China imports 4 million metric tons of corn per year, and corn is the largest crop export from of the US. Knowing that the clock was ticking on the expiration of its Agrisure Viptera GMO corn patent, Syngenta aggressively commercialized the crop from 2011 to 2014. Despite warnings from industry participants that China had not approved the GMO corn, U.S. exports to China were found to be contaminated with MIR162. China then began rejecting shipments of corn from the U.S.
“These events show corporate greed at its worst. But there is more. To attempt to minimize the perceived impact of its conduct, Syngenta actively misled farmers, industry participants and others about the importance of the Chinese market, the timing and substance of its application for approval in China, the timing of when China was likely to approve MIR162, its ability to “channel” Viptera® to non-Chinese markets and otherwise contain the infiltration of Viptera® into the U.S. corn supply,” the class action complaint states.
Judge Lungstrum rejected all of Syngenta’s arguments against class certification. The company argued unsuccessfully that the terms “corn priced after November 18, 2013” and the term “producer” were vague. The judge said “priced” simply means the date when the price for particular corn is agreed upon by parties for sale, and that producer was defined by the USDA’s Farm Service Agency. The judge also rejected Syngenta’s argument that the proposed classes were overbroad.

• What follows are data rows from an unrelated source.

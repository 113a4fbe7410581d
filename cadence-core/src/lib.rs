//! # Cadence Core
//!
//! Definitions for the Cadence asset engine: assets and their partitions,
//! partition mappings between dependent assets, freshness policies, quality
//! checks, the validated asset graph, and the run units the evaluator
//! produces from it.

pub mod asset;
pub mod freshness;
pub mod graph;
pub mod partition;
pub mod partition_mapping;
pub mod quality;
pub mod run;

// Re-export commonly used types
pub use asset::{AssetBuilder, AssetDefinition, AssetDependency, AssetKey, ComputeTier};
pub use freshness::{CronFreshness, FreshnessPolicy};
pub use graph::{AssetGraph, AssetGraphBuilder, SharedAssetGraph};
pub use partition::{
    DynamicPartitionsSnapshot, PartitionContext, PartitionError, PartitionKey, PartitionSelector,
    PartitionsDefinition, TimeGranularity, TimeWindow, TimeWindowPartitions,
};
pub use partition_mapping::{infer_mapping, PartitionMapping};
pub use quality::{
    AssetCheck, CheckContext, CheckDefinition, CheckError, CheckEvaluation, CheckOutcome,
    CheckResult, CheckSeverity, CheckType, OutputMetadata,
};
pub use run::{RunBatch, RunHandle, RunReason, RunUnit};

/// Result type for Cadence core operations
pub type Result<T> = std::result::Result<T, Error>;

/// Invalid asset graph configuration, raised while building the graph
#[derive(Debug, Clone, PartialEq, Eq, thiserror::Error)]
pub enum ConfigurationError {
    #[error("Dependency cycle: {}", format_path(path))]
    Cycle { path: Vec<AssetKey> },

    #[error("Asset '{0}' is already registered")]
    DuplicateKey(AssetKey),

    #[error("Asset '{asset}' depends on unknown asset '{upstream}'")]
    UnknownDependency { asset: AssetKey, upstream: AssetKey },

    #[error(
        "Asset '{downstream}' depends on differently partitioned '{upstream}' without a partition mapping"
    )]
    MissingPartitionMapping {
        upstream: AssetKey,
        downstream: AssetKey,
    },

    #[error("Partition mapping from '{upstream}' to '{downstream}' is invalid: {reason}")]
    IncompatiblePartitionMapping {
        upstream: AssetKey,
        downstream: AssetKey,
        reason: String,
    },

    #[error("Asset '{key}' has invalid partitions: {reason}")]
    InvalidPartitionsDefinition { key: AssetKey, reason: String },

    #[error("Asset '{key}' is invalid: {reason}")]
    InvalidAsset { key: AssetKey, reason: String },

    #[error("Asset '{key}' declares check '{check}' more than once")]
    DuplicateCheck { key: AssetKey, check: String },

    #[error("Invalid cron expression '{expression}': {reason}")]
    InvalidSchedule { expression: String, reason: String },
}

fn format_path(path: &[AssetKey]) -> String {
    path.iter()
        .map(AssetKey::as_str)
        .collect::<Vec<_>>()
        .join(" -> ")
}

/// Error types for Cadence core operations
#[derive(Debug, thiserror::Error)]
pub enum Error {
    #[error("Configuration error: {0}")]
    Configuration(#[from] ConfigurationError),

    #[error("Partition error: {0}")]
    Partition(#[from] PartitionError),

    #[error("Internal error: {0}")]
    Internal(String),
}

The court added that the plaintiffs do have a class-wide method to show damages and have experts who have created models to determine the per-unit effect on class members’ sales of corn.
“The Court does not foresee any particular difficulties in the management of class actions, and … ascertaining the class members in this case does not require difficult individualized inquiries,” the judge wrote.